In connection with the classification of lands related to the term tuzemets (‘these lands’ and ‘those lands’, discovered and not, central and peripheral, own and foreign) one should pay attention to the geography of the term. It is noteworthy that during the 16th and 17th centuries official Russian Government and local administration documents applied the term only to Siberian non-Russians. Peoples living in the Volga River basin and in Urals were called either by their names - Tartar, Bashkir, Cheremis, Votyak, - or by their estate or religion - Teptyar, Magometan, inovernye (heterodox), etc. Official documents never applied the term tuzemets to the population of Ukraine, Baltics and the Caucasus. Instead, the names of estate groups kazachestvo, pospol’stvo, shliakhetstvo (Cossaks, Polish gentry and nobility) or of nationalities (Ukranians, Liflandians, Georgians) were used (Laws 1825: documents 10, 16, 823, 4464, 4743, 7026, 7278, 8978, etc.). In Russian frontier regions where they bordered on other countries (for example, in Southern Siberia, on the lands of Altyn-Khans and on Dzungaria) the term tuzemets was replaced by the term yasachnye inozemtsy (~ yasak foreigners) (Yakovlev 1900:19). That term was applied to a population whose citizenship remained undefined or arguable. These were the so-called dvoyedantsy and troyedantsy (double- or triple-taxed peoples) who were paying yasak (taxes) to Yenissei Kyrghyz, Altyn-Khans, Dzungarian rulers and the Russian Tzar) (Monuments 1885: 321; Potanin 1867: 69; Butaneyev 1990: 28, 39-40, 43). The ‘Procedures for Ruling Siberian Aliens’ of 1822 defined a special category of people who were “dependent without actual citizenship” or “partially dependent” and who could “enjoy patronage and protection of the Government in all internal affairs only if they request same” (Kistiakovsky 1876: 8).
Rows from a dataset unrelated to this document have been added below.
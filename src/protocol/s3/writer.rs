//! Streaming object writer
//!
//! [`MultipartObjectWriter`] accepts bytes in arbitrary chunks and turns them
//! into exactly one durable object. Bytes are buffered up to the part size;
//! a full part is only shipped once more data arrives, so an object that
//! fits in a single part is stored with one PUT and no multipart session is
//! ever opened for it.
//!
//! Lifecycle:
//!
//! ```text
//! Empty -> Buffering -> MultipartActive -> Committed
//!   \          \              \
//!    +----------+--------------+--> Failed
//! ```
//!
//! Any failure moves the writer to `Failed`, aborts an open session on a
//! best-effort basis, and makes every later call report the same failure.

use super::classify::{self, FailureKind, FailureSignal, ProbeOutcome};
use super::config::WriterOptions;
use super::error::{S3Error, WriterError, WriterResult};
use super::operations::UploadOperations;
use super::types::{
    CompleteUploadRequest, InitiateUploadRequest, PutObjectRequest, UploadPartInfo,
    UploadPartRequest, UploadSession, WriterState,
};
use bytes::BytesMut;
use std::fmt;
use std::sync::Arc;
use tracing::{debug, error, info, warn};

/// Writes one object to S3, switching to multipart once a part fills up
pub struct MultipartObjectWriter {
    client: Arc<dyn UploadOperations>,
    key: String,
    options: WriterOptions,
    buffer: BytesMut,
    session: Option<UploadSession>,
    state: WriterState,
    position: u64,
    failure: Option<WriterError>,
}
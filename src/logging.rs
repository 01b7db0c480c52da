/*!
 * Logging and tracing initialization
 */

use std::fs::File;
use std::path::Path;
use tracing::Level;
use tracing_subscriber::{
    fmt::{self, format::FmtSpan},
    layer::SubscriberExt,
    util::SubscriberInitExt,
    EnvFilter,
};

use crate::config::StreamConfig;
use crate::error::{OrbitError, Result};

/// Initialize structured logging based on configuration
pub fn init_logging(config: &StreamConfig) -> Result<()> {
    let env_filter = build_filter(config)?;

    if let Some(ref log_path) = config.log_file {
        init_file_logging(log_path, env_filter)?;
    } else {
        init_stderr_logging(env_filter);
    }

    Ok(())
}

/// Effective level: `verbose` forces debug
fn effective_level(config: &StreamConfig) -> Level {
    if config.verbose {
        Level::DEBUG
    } else {
        config.log_level.to_tracing_level()
    }
}

fn build_filter(config: &StreamConfig) -> Result<EnvFilter> {
    let log_level = effective_level(config);

    EnvFilter::try_from_default_env()
        .or_else(|_| EnvFilter::try_new(format!("orbit_s3_stream={}", log_level)))
        .map_err(|e| OrbitError::Config(format!("Failed to create log filter: {}", e)))
}

/// Initialize logging to stderr, leaving stdout for data
fn init_stderr_logging(env_filter: EnvFilter) {
    let fmt_layer = fmt::layer()
        .with_writer(std::io::stderr)
        .with_target(true)
        .with_thread_ids(false)
        .with_thread_names(false)
        .with_file(false)
        .with_line_number(false)
        .with_span_events(FmtSpan::NONE)
        .compact();

    tracing_subscriber::registry()
        .with(env_filter)
        .with(fmt_layer)
        .init();
}

/// Initialize logging to a file
fn init_file_logging(log_path: &Path, env_filter: EnvFilter) -> Result<()> {
    let file = File::create(log_path)
        .map_err(|e| OrbitError::Config(format!("Failed to create log file: {}", e)))?;

    let fmt_layer = fmt::layer()
        .with_writer(file)
        .with_target(true)
        .with_thread_ids(true)
        .with_thread_names(true)
        .with_file(true)
        .with_line_number(true)
        .with_span_events(FmtSpan::CLOSE)
        .with_ansi(false) // No ANSI colors in file
        .json();

    tracing_subscriber::registry()
        .with(env_filter)
        .with(fmt_layer)
        .init();

    Ok(())
}

#[cfg(test)]
mod tests {
    use super::*;
    use crate::config::LogLevel;

    #[test]
    fn test_verbose_overrides_log_level() {
        let config = StreamConfig {
            log_level: LogLevel::Error,
            verbose: true,
            ..Default::default()
        };

        assert_eq!(effective_level(&config), Level::DEBUG);
    }

    #[test]
    fn test_configured_level() {
        let config = StreamConfig {
            log_level: LogLevel::Warn,
            ..Default::default()
        };

        assert_eq!(effective_level(&config), Level::WARN);
    }

    #[test]
    fn test_filter_builds() {
        let config = StreamConfig::default();
        assert!(build_filter(&config).is_ok());
    }
}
Such differentiation of terms to identify various forms of citizenship draws attention to one more semantic component of the word tuzemets that can provisionally be designated ‘statehood’. This aspect appears to be important, because, in my view, it has been fully preserved in the new terms ‘korennoie naselenie’ (indigenous population) and ‘korennye narody’ (indigenous peoples). Comparison of the contents[6] [page 95] of the concepts odnozemets, tuzemets and inozemets draws attention to the fact that the term tuzemets was usually applied to the population of the territories in the process of colonization and, as such, of lands to be explored, developed and perceived as ‘no-man’s lands’. The notion did not include the metropolitan lands or population. For example, the expression ‘natives of the British Empire’ covered the population of colonies and did not include English, Scottish or Irish. The meaning of the notion was influenced by the terra nullius doctrine underlying colonial expansion. Korennoie naselenie (native population) is contrasted with ‘full-fledged’ citizens, who are the ‘civilized’ representatives of mother countries, and the category regarded (along with their territories – ‘those lands’) as ‘potential’ or ‘partial’ citizens, and their lands as in the process of opening up.[7] Since the status of natives remains indefinite and ‘incomplete’, the state’s attitude towards natives differs from that towards ‘common’ citizens or ‘citizens with full rights’. It is embodied in special policies (pacification, indirect rule, and today policies on reserves, national and territorial autonomy, etc.) and special fiscal relations (yasak, and today a system of tax privileges and subsidies). Furthermore, the terra nullius doctrine influenced the emergence in international and state law of a special set of indigenous rights that are regarded as a separate legal category not to be mixed with the rights of the main population and minorities. In economic policy the terra nullius doctrine has become the basis of a number of concepts for the ‘development of backward national borderlands’ and is reflected in corresponding terminological systems.[8]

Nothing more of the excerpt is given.